At first we both tried to understand what we did to deserve this bad thing happening to us- but by the end of the first day we talked and realized it wasn't our bad karma- it was someone else's bad energy and we were just caught up in the wave of it- but our own positive energy guided us to this better place. So it's been a couple of weeks, and Everardo has painted the whole inside of the house. All my favorite colors; cantaloupe orange, greens, and 2 shades of purple, one deep and one lighter. He has fixed pipes and plumbing, moved everything everywhere I wanted it...and has started on the yard. Some of his vegetables made it over here- peppers, and other stuff we encourage our old neighbors to take. He's starting new tomatoes and a friend today at the noon AA meeting in Ensenada says she's bringing him cucumber seeds and that it's not too late to start them. The ground is not salty over here and everything should flourish.

Last Sunday morning 4 women came over and we sage-ed the house. Blessed it with a beautiful ceremony to the 4 directions, to the sun and the moon and the earth and the water.

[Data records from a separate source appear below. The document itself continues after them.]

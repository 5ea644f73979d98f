/// Article model and database operations
///
/// Articles are grouped by a free-text category and may point at one parent
/// article, forming at most one level of nesting. The slug is derived from the
/// title by the article service and is unique across all articles.
///
/// # Schema
///
/// ```sql
/// CREATE TABLE articles (
///     id UUID PRIMARY KEY DEFAULT gen_random_uuid(),
///     title TEXT NOT NULL,
///     slug TEXT NOT NULL,
///     category TEXT NOT NULL,
///     content TEXT NOT NULL,
///     parent_id UUID,
///     author_id TEXT NOT NULL,
///     created_at TIMESTAMPTZ NOT NULL DEFAULT NOW(),
///     updated_at TIMESTAMPTZ NOT NULL DEFAULT NOW(),
///     CONSTRAINT articles_slug_key UNIQUE (slug),
///     CONSTRAINT articles_parent_id_fkey FOREIGN KEY (parent_id)
///         REFERENCES articles (id) ON DELETE SET NULL,
///     CONSTRAINT articles_author_id_fkey FOREIGN KEY (author_id)
///         REFERENCES users (id)
/// );
/// ```
///
/// The query functions here are thin and return raw `sqlx::Error`s. Callers
/// that need domain errors go through [`crate::db::postgres::PgStore`].

use chrono::{DateTime, Utc};
use serde::{Deserialize, Serialize};
use sqlx::PgPool;
use uuid::Uuid;

/// Unique constraint backing slug uniqueness
pub const SLUG_CONSTRAINT: &str = "articles_slug_key";

/// Foreign key from `parent_id` to `articles.id`
pub const PARENT_CONSTRAINT: &str = "articles_parent_id_fkey";

/// Foreign key from `author_id` to `users.id`
pub const AUTHOR_CONSTRAINT: &str = "articles_author_id_fkey";

const ARTICLE_COLUMNS: &str =
    "id, title, slug, category, content, parent_id, author_id, created_at, updated_at";

/// An article record
#[derive(Debug, Clone, PartialEq, Eq, Serialize, Deserialize, sqlx::FromRow)]
pub struct Article {
    /// Opaque, stable identifier
    pub id: Uuid,

    /// Display title (never blank)
    pub title: String,

    /// URL-safe identifier derived from the title
    pub slug: String,

    /// Category label used for grouping
    pub category: String,

    /// Body text
    pub content: String,

    /// Parent article, if this is a child
    pub parent_id: Option<Uuid>,

    /// User who last wrote the article
    pub author_id: String,

    /// When the article was created
    pub created_at: DateTime<Utc>,

    /// When the article was last written
    pub updated_at: DateTime<Utc>,
}

impl Article {
    /// Whether the article sits at the top of its category
    pub fn is_root(&self) -> bool {
        self.parent_id.is_none()
    }
}

/// Full set of writable fields for a create or update
///
/// Every write replaces all of these. Timestamps and the id are assigned by
/// the store.
#[derive(Debug, Clone, PartialEq, Eq, Serialize, Deserialize)]
pub struct ArticleFields {
    pub title: String,
    pub slug: String,
    pub category: String,
    pub content: String,
    pub parent_id: Option<Uuid>,
    pub author_id: String,
}

/// Filter for article listings
///
/// Empty values and the `"all"` category sentinel mean "no filter".
#[derive(Debug, Clone, Default, PartialEq, Eq, Serialize, Deserialize)]
pub struct ArticleFilter {
    /// Case-insensitive substring matched against title or category
    pub search: Option<String>,

    /// Exact category match
    pub category: Option<String>,
}

impl ArticleFilter {
    /// Category value that disables category filtering
    pub const ALL_CATEGORIES: &'static str = "all";

    /// Builds a filter from raw query parameters
    pub fn new(search: Option<String>, category: Option<String>) -> Self {
        let search = search
            .map(|s| s.trim().to_string())
            .filter(|s| !s.is_empty());
        let category = category
            .filter(|c| !c.is_empty() && c != Self::ALL_CATEGORIES);

        Self { search, category }
    }

    /// Evaluates the filter against an in-memory article
    pub fn matches(&self, article: &Article) -> bool {
        if let Some(ref category) = self.category {
            if &article.category != category {
                return false;
            }
        }

        match self.search {
            Some(ref search) => {
                let needle = search.to_lowercase();
                article.title.to_lowercase().contains(&needle)
                    || article.category.to_lowercase().contains(&needle)
            }
            None => true,
        }
    }

    /// ILIKE pattern for the search term, with wildcards escaped
    fn like_pattern(&self) -> Option<String> {
        self.search.as_ref().map(|search| {
            let mut escaped = String::with_capacity(search.len() + 2);
            escaped.push('%');
            for ch in search.chars() {
                if matches!(ch, '%' | '_' | '\\') {
                    escaped.push('\\');
                }
                escaped.push(ch);
            }
            escaped.push('%');
            escaped
        })
    }
}

impl Article {
    /// Inserts a new article
    ///
    /// # Errors
    ///
    /// Returns an error if:
    /// - The slug already exists (`articles_slug_key`)
    /// - `parent_id` or `author_id` reference missing rows
    /// - Database connection fails
    pub async fn create(pool: &PgPool, data: ArticleFields) -> Result<Self, sqlx::Error> {
        let query = format!(
            r#"
            INSERT INTO articles (title, slug, category, content, parent_id, author_id)
            VALUES ($1, $2, $3, $4, $5, $6)
            RETURNING {ARTICLE_COLUMNS}
            "#
        );

        sqlx::query_as::<_, Article>(&query)
            .bind(data.title)
            .bind(data.slug)
            .bind(data.category)
            .bind(data.content)
            .bind(data.parent_id)
            .bind(data.author_id)
            .fetch_one(pool)
            .await
    }

    /// Replaces all writable fields and re-stamps `updated_at`
    ///
    /// Returns `None` if the article does not exist.
    pub async fn update(
        pool: &PgPool,
        id: Uuid,
        data: ArticleFields,
    ) -> Result<Option<Self>, sqlx::Error> {
        let query = format!(
            r#"
            UPDATE articles
            SET title = $2, slug = $3, category = $4, content = $5,
                parent_id = $6, author_id = $7, updated_at = NOW()
            WHERE id = $1
            RETURNING {ARTICLE_COLUMNS}
            "#
        );

        sqlx::query_as::<_, Article>(&query)
            .bind(id)
            .bind(data.title)
            .bind(data.slug)
            .bind(data.category)
            .bind(data.content)
            .bind(data.parent_id)
            .bind(data.author_id)
            .fetch_optional(pool)
            .await
    }

    /// Deletes an article
    ///
    /// Children are orphaned to root by the `ON DELETE SET NULL` foreign key.
    /// Returns false if the article didn't exist.
    pub async fn delete(pool: &PgPool, id: Uuid) -> Result<bool, sqlx::Error> {
        let result = sqlx::query("DELETE FROM articles WHERE id = $1")
            .bind(id)
            .execute(pool)
            .await?;

        Ok(result.rows_affected() > 0)
    }

    /// Finds an article by id
    pub async fn find_by_id(pool: &PgPool, id: Uuid) -> Result<Option<Self>, sqlx::Error> {
        let query = format!("SELECT {ARTICLE_COLUMNS} FROM articles WHERE id = $1");

        sqlx::query_as::<_, Article>(&query)
            .bind(id)
            .fetch_optional(pool)
            .await
    }

    /// Finds an article by exact slug, optionally ignoring one id
    pub async fn find_by_slug(
        pool: &PgPool,
        slug: &str,
        exclude_id: Option<Uuid>,
    ) -> Result<Option<Self>, sqlx::Error> {
        let query = format!(
            r#"
            SELECT {ARTICLE_COLUMNS}
            FROM articles
            WHERE slug = $1 AND ($2::UUID IS NULL OR id <> $2)
            LIMIT 1
            "#
        );

        sqlx::query_as::<_, Article>(&query)
            .bind(slug)
            .bind(exclude_id)
            .fetch_optional(pool)
            .await
    }

    /// Lists articles matching `filter`, most recently updated first
    pub async fn list(pool: &PgPool, filter: &ArticleFilter) -> Result<Vec<Self>, sqlx::Error> {
        let query = format!(
            r#"
            SELECT {ARTICLE_COLUMNS}
            FROM articles
            WHERE ($1::TEXT IS NULL
                   OR title ILIKE $1 ESCAPE '\'
                   OR category ILIKE $1 ESCAPE '\')
              AND ($2::TEXT IS NULL OR category = $2)
            ORDER BY updated_at DESC, id
            "#
        );

        sqlx::query_as::<_, Article>(&query)
            .bind(filter.like_pattern())
            .bind(filter.category.clone())
            .fetch_all(pool)
            .await
    }

    /// Lists the direct children of an article, ordered by title
    pub async fn list_children(pool: &PgPool, parent_id: Uuid) -> Result<Vec<Self>, sqlx::Error> {
        let query = format!(
            "SELECT {ARTICLE_COLUMNS} FROM articles WHERE parent_id = $1 ORDER BY title ASC"
        );

        sqlx::query_as::<_, Article>(&query)
            .bind(parent_id)
            .fetch_all(pool)
            .await
    }

    /// Counts direct children of each listed parent
    ///
    /// Parents without children produce no row.
    pub async fn count_children(
        pool: &PgPool,
        parent_ids: &[Uuid],
    ) -> Result<Vec<(Uuid, i64)>, sqlx::Error> {
        sqlx::query_as::<_, (Uuid, i64)>(
            r#"
            SELECT parent_id, COUNT(*)
            FROM articles
            WHERE parent_id = ANY($1)
            GROUP BY parent_id
            "#,
        )
        .bind(parent_ids)
        .fetch_all(pool)
        .await
    }

    /// Lists every category in use, alphabetically
    pub async fn distinct_categories(pool: &PgPool) -> Result<Vec<String>, sqlx::Error> {
        sqlx::query_scalar::<_, String>(
            "SELECT DISTINCT category FROM articles ORDER BY category",
        )
        .fetch_all(pool)
        .await
    }
}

When the woman was saying all these things I started crying. We burned the sage in every room and then walked around outside.

So we are settling in. I want to try to recommit to this blog. Maybe change it up a little. Maybe write a little more about my weight loss journey. I didn't before because I didn't know if I could do it- but I did. I made up my own program and then stuck to it. I want to write more about what's around me. Watching people, lifestyles, cultures, and about my job. Of course it's seasonal, so in October I think it will dwindle...but we'll see. AS it turned out I have been super busy with it and it's a big part of the reason I haven't written. Organizing and keeping track pf people, rooms, boats, dates, money..ha ha and a bunch of old retired fishermen...ha ha what a trip it's been.

Ok I think this is enough...for now. Viva!